Segundo o material obtido pelo The Guardian e pelo coletivo investigativo SourceMaterial, executivos da empresa discutiram formas de evitar a divulgação completa dos dados para não prejudicar sua reputação, em um momento em que planeja uma grande expansão de infraestrutura para impulsionar seus projetos de inteligência artificial (IA).

Exemplo de data center
Acusações vêm em momento no qual empresa quer ampliar sua infraestrutura (Imagem: Gorodenkoff/Shutterstock)

Embora Microsoft e Google publiquem regularmente seus números de consumo de água, a Amazon nunca revelou publicamente quanto seus servidores utilizam.

O documento mostra que, ao desenvolver uma campanha de eficiência hídrica, a divisão de computação em nuvem da empresa, a Amazon Web Services (AWS) — que sofreu pane mundial na semana passada —, optou por contabilizar apenas parte do uso total, excluindo categorias que pudessem elevar as estimativas e gerar repercussão negativa.

De acordo com o memorando, a Amazon consumiu 105 bilhões de galões de água em 2021 — volume equivalente ao abastecimento de 958 mil residências nos EUA, o suficiente para uma cidade maior que San Francisco.

Questionada sobre o vazamento pelo Olhar Digital, a porta-voz da empresa, Margaret Callahan, afirmou que o documento é “obsoleto”, está desatualizado há mais de três anos e que “deturpa completamente a estratégia atual de uso de água da Amazon”. Segundo ela, “a existência de um documento não garante sua precisão ou versão final”.
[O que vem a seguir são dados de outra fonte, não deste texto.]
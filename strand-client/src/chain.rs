//! Per-chain command execution.
//!
//! [`ChainClient`] wraps one cached connection with the request timeout
//! fixed at client construction. [`LockedChain`] is the handle a
//! successful LOCK acknowledgement turns it into; the acknowledgement
//! also names the migration successor when the partition is mid-export,
//! which locked sessions use to discover what else to lock.

use std::future::Future;
use std::sync::Arc;
use std::time::Duration;

use bytes::Bytes;
use strand_core::ReplicaChain;
use strand_rpc::{sentinel, ChainConnection, CommandId, RpcError, RpcResult};

use crate::error::{ClientError, ClientResult};

/// Command execution against one replica chain.
pub struct ChainClient {
    /// The chain this client talks to.
    chain: ReplicaChain,
    /// Cached connection to the chain.
    connection: Arc<dyn ChainConnection>,
    /// Upper bound on one exchange over the connection.
    request_timeout: Duration,
}

impl ChainClient {
    /// Creates a client over an established connection.
    #[must_use]
    pub fn new(
        chain: ReplicaChain,
        connection: Arc<dyn ChainConnection>,
        request_timeout: Duration,
    ) -> Self {
        Self {
            chain,
            connection,
            request_timeout,
        }
    }

    /// The chain this client talks to.
    #[must_use]
    pub fn chain(&self) -> &ReplicaChain {
        &self.chain
    }

    /// The chain's identity string.
    #[must_use]
    pub fn identity(&self) -> String {
        self.chain.identity()
    }

    async fn bounded<T>(
        &self,
        operation: &'static str,
        work: impl Future<Output = RpcResult<T>> + Send,
    ) -> ClientResult<T> {
        match tokio::time::timeout(self.request_timeout, work).await {
            Ok(result) => Ok(result?),
            Err(_) => Err(ClientError::Rpc(RpcError::Timeout {
                operation,
                waited_ms: u64::try_from(self.request_timeout.as_millis()).unwrap_or(u64::MAX),
            })),
        }
    }

    /// Runs one command and waits for its responses.
    ///
    /// # Errors
    /// Returns an error on transport failure or timeout.
    pub async fn run_command(
        &self,
        op: CommandId,
        args: Vec<Bytes>,
    ) -> ClientResult<Vec<Bytes>> {
        self.bounded("run_command", self.connection.run_command(op, args))
            .await
    }

    /// Runs one command with the trailing redirected marker, admitting
    /// keys the destination is still importing.
    ///
    /// # Errors
    /// Returns an error on transport failure or timeout.
    pub async fn run_command_redirected(
        &self,
        op: CommandId,
        mut args: Vec<Bytes>,
    ) -> ClientResult<Vec<Bytes>> {
        args.push(Bytes::from_static(sentinel::REDIRECTED.as_bytes()));
        self.run_command(op, args).await
    }

    /// Sends one request without waiting for its responses.
    ///
    /// # Errors
    /// Returns an error on transport failure or timeout.
    pub async fn send(&self, op: CommandId, args: Vec<Bytes>) -> ClientResult<()> {
        self.bounded("send_request", self.connection.send_request(op, args))
            .await
    }

    /// Receives the responses to the oldest unanswered request.
    ///
    /// # Errors
    /// Returns an error on transport failure or timeout.
    pub async fn recv(&self) -> ClientResult<Vec<Bytes>> {
        self.bounded("recv_response", self.connection.recv_response())
            .await
    }

    /// Acquires the partition lock, turning this client into a locked
    /// handle.
    ///
    /// # Errors
    /// Returns an error on transport failure or a malformed
    /// acknowledgement.
    pub async fn lock(self) -> ClientResult<LockedChain> {
        let responses = self.run_command(CommandId::Lock, Vec::new()).await?;
        let head = responses
            .into_iter()
            .next()
            .ok_or_else(|| ClientError::MalformedPayload {
                message: "empty lock acknowledgement".to_string(),
            })?;
        let redirect_target = match sentinel::decode_lock_ack(&head)? {
            sentinel::LockAck::Held => None,
            sentinel::LockAck::Redirecting(chain) => Some(chain),
        };
        Ok(LockedChain {
            inner: self,
            redirect_target,
        })
    }
}

/// A chain whose partition lock this client holds.
pub struct LockedChain {
    inner: ChainClient,
    /// Successor named by the lock acknowledgement, when the partition
    /// was mid-export at lock time.
    redirect_target: Option<ReplicaChain>,
}

impl LockedChain {
    /// The locked chain.
    #[must_use]
    pub fn chain(&self) -> &ReplicaChain {
        self.inner.chain()
    }

    /// The locked chain's identity string.
    #[must_use]
    pub fn identity(&self) -> String {
        self.inner.identity()
    }

    /// Whether the partition was redirecting when locked.
    #[must_use]
    pub fn is_redirecting(&self) -> bool {
        self.redirect_target.is_some()
    }

    /// The successor the partition is redirecting to, if any.
    #[must_use]
    pub fn redirect_target(&self) -> Option<&ReplicaChain> {
        self.redirect_target.as_ref()
    }

    /// Runs one command on the locked chain.
    ///
    /// # Errors
    /// Returns an error on transport failure or timeout.
    pub async fn run_command(
        &self,
        op: CommandId,
        args: Vec<Bytes>,
    ) -> ClientResult<Vec<Bytes>> {
        self.inner.run_command(op, args).await
    }

    /// Runs one command with the redirected marker on the locked chain.
    ///
    /// # Errors
    /// Returns an error on transport failure or timeout.
    pub async fn run_command_redirected(
        &self,
        op: CommandId,
        args: Vec<Bytes>,
    ) -> ClientResult<Vec<Bytes>> {
        self.inner.run_command_redirected(op, args).await
    }

    /// Sends one request on the locked chain without waiting for its
    /// responses.
    ///
    /// # Errors
    /// Returns an error on transport failure or timeout.
    pub async fn send(&self, op: CommandId, args: Vec<Bytes>) -> ClientResult<()> {
        self.inner.send(op, args).await
    }

    /// Receives the responses to the oldest unanswered request.
    ///
    /// # Errors
    /// Returns an error on transport failure or timeout.
    pub async fn recv(&self) -> ClientResult<Vec<Bytes>> {
        self.inner.recv().await
    }

    /// Releases the partition lock.
    ///
    /// # Errors
    /// Returns an error on transport failure or timeout.
    pub async fn unlock(&self) -> ClientResult<()> {
        let responses = self.inner.run_command(CommandId::Unlock, Vec::new()).await?;
        if responses.is_empty() {
            return Err(ClientError::MalformedPayload {
                message: "empty unlock acknowledgement".to_string(),
            });
        }
        Ok(())
    }
}

#[cfg(test)]
mod tests {
    use super::*;
    use async_trait::async_trait;
    use std::sync::Mutex;

    /// Records sent requests; replies with a fixed response.
    struct ScriptedConnection {
        sent: Mutex<Vec<(CommandId, Vec<Bytes>)>>,
        reply: Bytes,
    }

    impl ScriptedConnection {
        fn replying(reply: Bytes) -> Arc<Self> {
            Arc::new(Self {
                sent: Mutex::new(Vec::new()),
                reply,
            })
        }
    }

    #[async_trait]
    impl ChainConnection for ScriptedConnection {
        async fn send_request(&self, op: CommandId, args: Vec<Bytes>) -> RpcResult<()> {
            self.sent.lock().unwrap().push((op, args));
            Ok(())
        }

        async fn recv_response(&self) -> RpcResult<Vec<Bytes>> {
            Ok(vec![self.reply.clone()])
        }
    }

    /// Accepts sends but never produces a response.
    struct StallingConnection;

    #[async_trait]
    impl ChainConnection for StallingConnection {
        async fn send_request(&self, _op: CommandId, _args: Vec<Bytes>) -> RpcResult<()> {
            Ok(())
        }

        async fn recv_response(&self) -> RpcResult<Vec<Bytes>> {
            std::future::pending().await
        }
    }

    fn test_chain() -> ReplicaChain {
        ReplicaChain::from_blocks(vec!["block-a".to_string()])
    }

    #[tokio::test]
    async fn test_redirected_resend_appends_the_marker() {
        let connection = ScriptedConnection::replying(Bytes::from_static(b"value"));
        let client = ChainClient::new(
            test_chain(),
            Arc::clone(&connection) as Arc<dyn ChainConnection>,
            Duration::from_secs(1),
        );

        client
            .run_command_redirected(CommandId::Get, vec![Bytes::from_static(b"key")])
            .await
            .unwrap();

        let sent = connection.sent.lock().unwrap();
        let (op, args) = &sent[0];
        assert_eq!(*op, CommandId::Get);
        assert_eq!(args.len(), 2);
        assert_eq!(args[1], sentinel::REDIRECTED.as_bytes());
    }

    #[tokio::test]
    async fn test_request_timeout_fires() {
        let client = ChainClient::new(
            test_chain(),
            Arc::new(StallingConnection),
            Duration::from_millis(20),
        );

        let result = client
            .run_command(CommandId::Get, vec![Bytes::from_static(b"key")])
            .await;
        assert!(matches!(
            result,
            Err(ClientError::Rpc(RpcError::Timeout { .. }))
        ));
    }

    #[tokio::test]
    async fn test_lock_decodes_held_acknowledgement() {
        let connection =
            ScriptedConnection::replying(Bytes::from_static(sentinel::OK.as_bytes()));
        let client = ChainClient::new(
            test_chain(),
            connection as Arc<dyn ChainConnection>,
            Duration::from_secs(1),
        );

        let locked = client.lock().await.unwrap();
        assert!(!locked.is_redirecting());
        assert!(locked.redirect_target().is_none());
        locked.unlock().await.unwrap();
    }

    #[tokio::test]
    async fn test_lock_decodes_redirecting_acknowledgement() {
        let successor = ReplicaChain::from_blocks(vec!["block-b".to_string()]);
        let connection = ScriptedConnection::replying(sentinel::encode_redirecting(&successor));
        let client = ChainClient::new(
            test_chain(),
            connection as Arc<dyn ChainConnection>,
            Duration::from_secs(1),
        );

        let locked = client.lock().await.unwrap();
        assert!(locked.is_redirecting());
        assert_eq!(locked.redirect_target().unwrap().identity(), "block-b");
    }
}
Documento contradiz a Amazon

  • O memorando foi produzido um mês antes do lançamento da campanha “Water Positive”, em novembro de 2022, na qual a AWS prometeu “devolver mais água do que consome” até 2030;
  • Na fase de planejamento, executivos da empresa discutiram se deveriam incluir o uso de “água secundária” — aquela utilizada na geração de eletricidade que alimenta os data centers;
  • O grupo alertou que a transparência total seria “uma via de mão única” e recomendou manter as projeções confidenciais, mesmo reconhecendo o risco de acusações de encobrimento. “Amazon esconde seu consumo de água” foi uma das manchetes negativas previstas no documento;
  • A empresa decidiu usar apenas o dado de uso primário de água, estimado em 7,7 bilhões de galões anuais — o equivalente a 11,6 mil piscinas olímpicas — e estabeleceu a meta de reduzi-lo para 4,9 bilhões até 2030. O consumo secundário não foi incluído;
  • Segundo os autores do memorando, incorporar a estimativa mais ampla dobraria o tamanho e o orçamento da campanha “sem tratar riscos operacionais, regulatórios ou de reputação significativos”.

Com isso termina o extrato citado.